Barratt, Countryside Properties, Permission Homes and Taylor Wimpey are all being carefully investigated by the CMA after they uncovered worrying evidence that leasehold properties may have been mis-sold to homeowners. The CMA is concerned these 4 developers have been mis-leading buyers about unfair contract terms. In March Taylor Wimpy and Countryside Properties were told to change their contracts which forced people to pay increasing ground rents. These people often signed up to contracts but did not know the rents would increase or that leases could be extended without their knowledge.
The issue has been highlighted again this week as a woman has brought her conveyancing firm to court over what she says was a failure on their behalf to inform her of the incremental increases in ground rent on her property. She is pursuing a negligence claim against the firm who failed to inform her of this information and because of this her property is unsellable.

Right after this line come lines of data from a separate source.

/*
 * SPDX-License-Identifier: BlueOak-1.0.0
 * Copyright (c) Berkus Decker <berkus+vesper@metta.systems>
 */

//! Driver-model glue: the `DeviceDriver` contract and a fixed-capacity registry that brings
//! registered drivers up in order.

use {
    crate::{
        info,
        sync::{interface::Mutex, SpinLock},
    },
    snafu::{ensure, Snafu},
};

//--------------------------------------------------------------------------------------------------
// Private Definitions
//--------------------------------------------------------------------------------------------------

/// A board registers the pin controller and the SPI bus controllers.
const NUM_DRIVERS: usize = 4;

struct DriverManagerInner {
    next_index: usize,
    descriptors: [Option<DeviceDriverDescriptor>; NUM_DRIVERS],
}

//--------------------------------------------------------------------------------------------------
// Public Definitions
//--------------------------------------------------------------------------------------------------

pub mod interface {
    pub trait DeviceDriver {
        /// Return a compatibility string for identifying the driver.
        fn compatible(&self) -> &'static str;

        /// Called by the platform to bring up the device.
        /// The default implementation does nothing.
        ///
        /// # Safety
        ///
        /// - During init, drivers might do things with system-wide impact.
        unsafe fn init(&self) -> Result<(), &'static str> {
            Ok(())
        }
    }
}

/// Runs after a driver's `init()`, typically to route its pins.
pub type DeviceDriverPostInitCallback = unsafe fn() -> Result<(), &'static str>;

#[derive(Copy, Clone)]
pub struct DeviceDriverDescriptor {
    device_driver: &'static (dyn interface::DeviceDriver + Sync),
    post_init_callback: Option<DeviceDriverPostInitCallback>,
}

#[derive(Debug, Snafu, PartialEq, Eq)]
pub enum DriverError {
    #[snafu(display("No room for driver {compatible}"))]
    TooManyDrivers { compatible: &'static str },
    #[snafu(display("Error initializing driver {compatible}: {reason}"))]
    Init {
        compatible: &'static str,
        reason: &'static str,
    },
    #[snafu(display("Error in post-init callback of {compatible}: {reason}"))]
    PostInit {
        compatible: &'static str,
        reason: &'static str,
    },
}

pub struct DriverManager {
    inner: SpinLock<DriverManagerInner>,
}

//--------------------------------------------------------------------------------------------------
// Public Code
//--------------------------------------------------------------------------------------------------

impl DeviceDriverDescriptor {
    pub fn new(
        device_driver: &'static (dyn interface::DeviceDriver + Sync),
        post_init_callback: Option<DeviceDriverPostInitCallback>,
    ) -> Self {
        Self {
            device_driver,
            post_init_callback,
        }
    }
}

impl DriverManager {
    pub const fn new() -> Self {
        Self {
            inner: SpinLock::new(DriverManagerInner {
                next_index: 0,
                descriptors: [None; NUM_DRIVERS],
            }),
        }
    }

    pub fn register_driver(&self, descriptor: DeviceDriverDescriptor) -> Result<(), DriverError> {
        self.inner.lock(|inner| {
            ensure!(
                inner.next_index < NUM_DRIVERS,
                TooManyDriversSnafu {
                    compatible: descriptor.device_driver.compatible()
                }
            );
            inner.descriptors[inner.next_index] = Some(descriptor);
            inner.next_index += 1;
            Ok(())
        })
    }

    /// Registered descriptors, in registration order. Copied out so that no driver code runs
    /// under the registry lock.
    fn descriptors(&self) -> [Option<DeviceDriverDescriptor>; NUM_DRIVERS] {
        self.inner.lock(|inner| inner.descriptors)
    }

    /// Initialize every driver, then run its post-init callback. Stops at the first failure.
    ///
    /// # Safety
    ///
    /// - During init, drivers might do things with system-wide impact.
    pub unsafe fn init_drivers(&self) -> Result<(), DriverError> {
        for descriptor in self.descriptors().iter().flatten() {
            let compatible = descriptor.device_driver.compatible();

            descriptor
                .device_driver
                .init()
                .map_err(|reason| DriverError::Init { compatible, reason })?;

            if let Some(callback) = descriptor.post_init_callback {
                callback().map_err(|reason| DriverError::PostInit { compatible, reason })?;
            }
        }
        Ok(())
    }

    /// Log every registered driver.
    pub fn enumerate(&self) {
        for (i, descriptor) in self.descriptors().iter().flatten().enumerate() {
            info!("      {}. {}", i + 1, descriptor.device_driver.compatible());
        }
    }
}

impl Default for DriverManager {
    fn default() -> Self {
        Self::new()
    }
}

//--------------------------------------------------------------------------------------------------
// Testing
//--------------------------------------------------------------------------------------------------
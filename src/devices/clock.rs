/*
 * SPDX-License-Identifier: BlueOak-1.0.0
 */

/// Source of a peripheral's functional clock.
pub trait ClockProvider {
    /// Current clock rate in Hz.
    fn rate_hz(&self) -> u32;
}

/// A clock running at a fixed rate, for boards that never reprogram it.
#[derive(Debug, Copy, Clone)]
pub struct FixedClock(pub u32);

impl ClockProvider for FixedClock {
    fn rate_hz(&self) -> u32 {
        self.0
    }
}
/*
 * SPDX-License-Identifier: BlueOak-1.0.0
 * Copyright (c) Berkus Decker <berkus+vesper@metta.systems>
 */

/// Like `std::print!`, but writes into the registered console.
#[macro_export]
macro_rules! print {
    ($($arg:tt)*) => ($crate::macros::_print(format_args!($($arg)*)));
}

/// Like `std::println!`, but writes into the registered console.
#[macro_export]
macro_rules! println {
    () => ($crate::print!("\n"));
    ($($arg:tt)*) => ({
        $crate::macros::_print(format_args!($($arg)*));
        $crate::print!("\n");
    })
}

#[doc(hidden)]
pub fn _print(args: core::fmt::Arguments) {
    use crate::console::{console, interface::Write};

    // Nowhere to report a failing console to.
    let _ = console().write_fmt(args);
}

/// One log line, stamped with the uptime of the registered time manager.
#[doc(hidden)]
#[macro_export]
macro_rules! __log {
    ($level:literal, $format_string:expr $(, $arg:expr)* $(,)?) => ({
        let timestamp = $crate::time::time_manager().uptime();

        $crate::println!(
            concat!("[", $level, " {:>3}.{:06}] ", $format_string),
            timestamp.as_secs(),
            timestamp.subsec_micros()
            $(, $arg)*
        );
    });
}

/// Prints info text, with a newline.
#[macro_export]
macro_rules! info {
    ($($arg:tt)*) => ($crate::__log!(" ", $($arg)*));
}

/// Prints warning text, with a newline.
#[macro_export]
macro_rules! warn {
    ($($arg:tt)*) => ($crate::__log!("W", $($arg)*));
}
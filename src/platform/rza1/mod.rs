/*
 * SPDX-License-Identifier: BlueOak-1.0.0
 * Copyright (c) Berkus Decker <berkus+vesper@metta.systems>
 */

//! Renesas RZ/A1H (R7S721001) support.

pub mod device_driver;
pub mod memory;
pub mod rsk;

/// See the RZ/A1H Group User's Manual: Hardware, section "Address Space".
pub struct Rza1Host;

impl Rza1Host {
    /// Name of the SoC this code is built for.
    pub const fn soc_name() -> &'static str {
        "RZ/A1H"
    }

    /// Size of each SPIBSC register window.
    pub const fn spibsc_window_size() -> usize {
        0x100
    }
}
// SPDX-License-Identifier: MIT OR Apache-2.0
//
// Copyright (c) 2020-2022 Andre Richter <andre.o.richter@gmail.com>

//! Common device driver code.

use core::{marker::PhantomData, ops};

//--------------------------------------------------------------------------------------------------
// Public Definitions
//--------------------------------------------------------------------------------------------------

pub struct MMIODerefWrapper<T> {
    base_addr: usize,
    phantom: PhantomData<fn() -> T>,
}

//--------------------------------------------------------------------------------------------------
// Public Code
//--------------------------------------------------------------------------------------------------

impl<T> MMIODerefWrapper<T> {
    /// Create an instance.
    ///
    /// # Safety
    ///
    /// `base_addr` must point to a live, suitably aligned region at least
    /// `size_of::<T>()` bytes long for as long as the wrapper is used.
    pub const unsafe fn new(base_addr: usize) -> Self {
        Self {
            base_addr,
            phantom: PhantomData,
        }
    }

    pub const fn base_addr(&self) -> usize {
        self.base_addr
    }
}

/// Deref to RegisterBlock
///
/// Allows writing
/// ```ignore
/// self.registers.SMCR.write(SMCR::SPIE::SET)
/// ```
/// instead of something along the lines of
/// ```ignore
/// unsafe { (*SPIBSC::ptr()).SMCR.write(SMCR::SPIE::SET) }
/// ```
impl<T> ops::Deref for MMIODerefWrapper<T> {
    type Target = T;

    fn deref(&self) -> &Self::Target {
        unsafe { &*(self.base_addr as *const _) }
    }
}

//--------------------------------------------------------------------------------------------------
// Testing
//--------------------------------------------------------------------------------------------------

Carol Patterson said: “I just feel so frustrated that something I worked so hard for and saved for has no value at all now. I bought this flat as an investment for my pension. The ground rent for Buckingham Palace wouldn’t be as much as what I would be paying at the end of my lease.”

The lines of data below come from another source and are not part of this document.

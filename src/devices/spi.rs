/*
 * SPDX-License-Identifier: BlueOak-1.0.0
 */

//! SPI master interface.
//!
//! A [`Message`] is a sequence of [`Transfer`]s executed while the bus stays owned by one device.
//! How `cs_change` on a transfer is interpreted is up to the controller driver.

use bitflags::bitflags;

//--------------------------------------------------------------------------------------------------
// Public Definitions
//--------------------------------------------------------------------------------------------------

bitflags! {
    /// Clock and chip-select behaviour requested by a device.
    #[derive(Debug, Copy, Clone, PartialEq, Eq)]
    pub struct SpiMode: u16 {
        /// Clock phase.
        const CPHA = 0x01;
        /// Clock polarity.
        const CPOL = 0x02;
        const CS_HIGH = 0x04;
        const LSB_FIRST = 0x08;
        const THREE_WIRE = 0x10;
        const LOOP = 0x20;
        const NO_CS = 0x40;
        const READY = 0x80;
    }
}

/// A device sitting on an SPI bus.
#[derive(Debug, Clone)]
pub struct SpiDevice {
    pub modalias: &'static str,
    pub bits_per_word: u8,
    pub mode: SpiMode,
    /// Upper bound on the bus clock, 0 for "as fast as the controller goes".
    pub max_speed_hz: u32,
}

/// One buffer's worth of bus activity.
#[derive(Debug)]
pub struct Transfer<'a> {
    pub tx_buf: Option<&'a [u8]>,
    pub rx_buf: Option<&'a mut [u8]>,
    pub cs_change: bool,
}

#[derive(Debug, Copy, Clone, PartialEq, Eq)]
pub enum MessageStatus {
    Queued,
    Complete,
    Failed,
}

#[derive(Debug)]
pub struct Message<'t, 'a> {
    pub transfers: &'t mut [Transfer<'a>],
    /// Bytes moved by the transfers that completed.
    pub actual_length: usize,
    pub status: MessageStatus,
}

/// Callbacks a bus controller driver provides to the SPI core.
pub trait SpiMaster {
    type Error;

    /// Configure the controller for `device`.
    fn setup(&mut self, device: &SpiDevice) -> Result<(), Self::Error>;

    /// Undo `setup`. The default implementation does nothing.
    fn cleanup(&mut self, _device: &SpiDevice) {}

    /// Run every transfer of `message`, then finalize it.
    ///
    /// The message is marked [`MessageStatus::Complete`] or [`MessageStatus::Failed`] before
    /// returning, whatever the outcome.
    fn transfer_one_message(&mut self, message: &mut Message<'_, '_>) -> Result<(), Self::Error>;
}

//--------------------------------------------------------------------------------------------------
// Public Code
//--------------------------------------------------------------------------------------------------

impl SpiMode {
    pub const MODE_0: Self = Self::empty();
    pub const MODE_3: Self = Self::CPOL.union(Self::CPHA);
}

impl SpiDevice {
    pub const fn new(modalias: &'static str) -> Self {
        Self {
            modalias,
            bits_per_word: 8,
            mode: SpiMode::MODE_0,
            max_speed_hz: 0,
        }
    }
}

impl<'a> Transfer<'a> {
    pub fn write(tx: &'a [u8]) -> Self {
        Self {
            tx_buf: Some(tx),
            rx_buf: None,
            cs_change: false,
        }
    }

    pub fn read(rx: &'a mut [u8]) -> Self {
        Self {
            tx_buf: None,
            rx_buf: Some(rx),
            cs_change: false,
        }
    }

    pub fn with_cs_change(mut self, cs_change: bool) -> Self {
        self.cs_change = cs_change;
        self
    }

    /// Transfer length, taken from whichever buffer is present (tx first).
    pub fn len(&self) -> usize {
        match (&self.tx_buf, &self.rx_buf) {
            (Some(tx), _) => tx.len(),
            (None, Some(rx)) => rx.len(),
            (None, None) => 0,
        }
    }

    pub fn is_empty(&self) -> bool {
        self.len() == 0
    }
}

impl<'t, 'a> Message<'t, 'a> {
    pub fn new(transfers: &'t mut [Transfer<'a>]) -> Self {
        Self {
            transfers,
            actual_length: 0,
            status: MessageStatus::Queued,
        }
    }

    /// Hand the message back to its submitter with the final status.
    pub fn finalize(&mut self, succeeded: bool) {
        self.status = if succeeded {
            MessageStatus::Complete
        } else {
            MessageStatus::Failed
        };
    }
}

//--------------------------------------------------------------------------------------------------
// Testing
//--------------------------------------------------------------------------------------------------
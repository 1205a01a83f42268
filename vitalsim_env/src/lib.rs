//! VitalSim Environment Abstraction Layer
//!
//! This crate provides the clock abstraction every kernel subsystem reads
//! simulated time from. Nothing in the kernel asks the operating system for
//! the time or for entropy: the current instant, the step size and the master
//! seed all come from a [`RunContext`].
//!
//! # Core Concept: Replayable Time
//!
//! A run is a pure function of its configuration and seed:
//! - Time only moves when the engine calls `advance()`
//! - The step size is fixed for the lifetime of a run
//! - Randomness streams hash the current instant together with the seed
//!
//! # Example
//!
//! ```ignore
//! use vitalsim_env::{CalendarContext, RunContext};
//!
//! let ctx = CalendarContext::from_ymd(2000, 1, 1, 30.5, 42)?;
//! ctx.advance();
//! assert_eq!(ctx.step_count(), 1);
//! ```

mod calendar;
mod context;
mod error;
mod types;

pub use calendar::CalendarContext;
pub use context::RunContext;
pub use error::EnvError;
pub use types::{
    date, days, duration_from_days, fractional_year, years, SimTime, StepSize, DAYS_PER_YEAR,
};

The Competition and Markets Authority have said they are looking into the following areas in relation to the selling of properties and mis-leading buyers:
Ground rents: developers failing to explain clearly exactly what ground rent is, whether it increases over time, when increases will occur and by how much.
Availability of freehold: people being misled about the availability of freehold properties. For example, the CMA found evidence that some people were told properties on an estate would only be sold as leasehold homes, when they were in fact later sold as freeholds to other buyers.
Cost of the freehold: people being misled about the cost of converting their leasehold to freehold ownership. When buying their home, the CMA found evidence that some people were told the freehold would cost only a small sum, but later down the line the price had increased by thousands of pounds with little to no warning.
Unfair sales tactics: developers using unfair sales tactics – such as unnecessarily short deadlines to complete purchases – to secure a deal, meaning people could feel pressured and rushed into buying properties that they may not have purchased had they been given more time.
Unfair contract terms – ground rents
The use of unfair contract terms that mean homeowners have to pay escalating ground rents, which in some cases can double every 10 years. This increase is built into contracts, meaning people can also struggle to sell their homes and find themselves trapped.
The CMA will publish their findings once the investigation is complete and all the parties mentioned have had time to respond to complaints. If it is found companies have been mis-selling homes with unfair contracts, it could open the doors for a flurry of complaints against developers.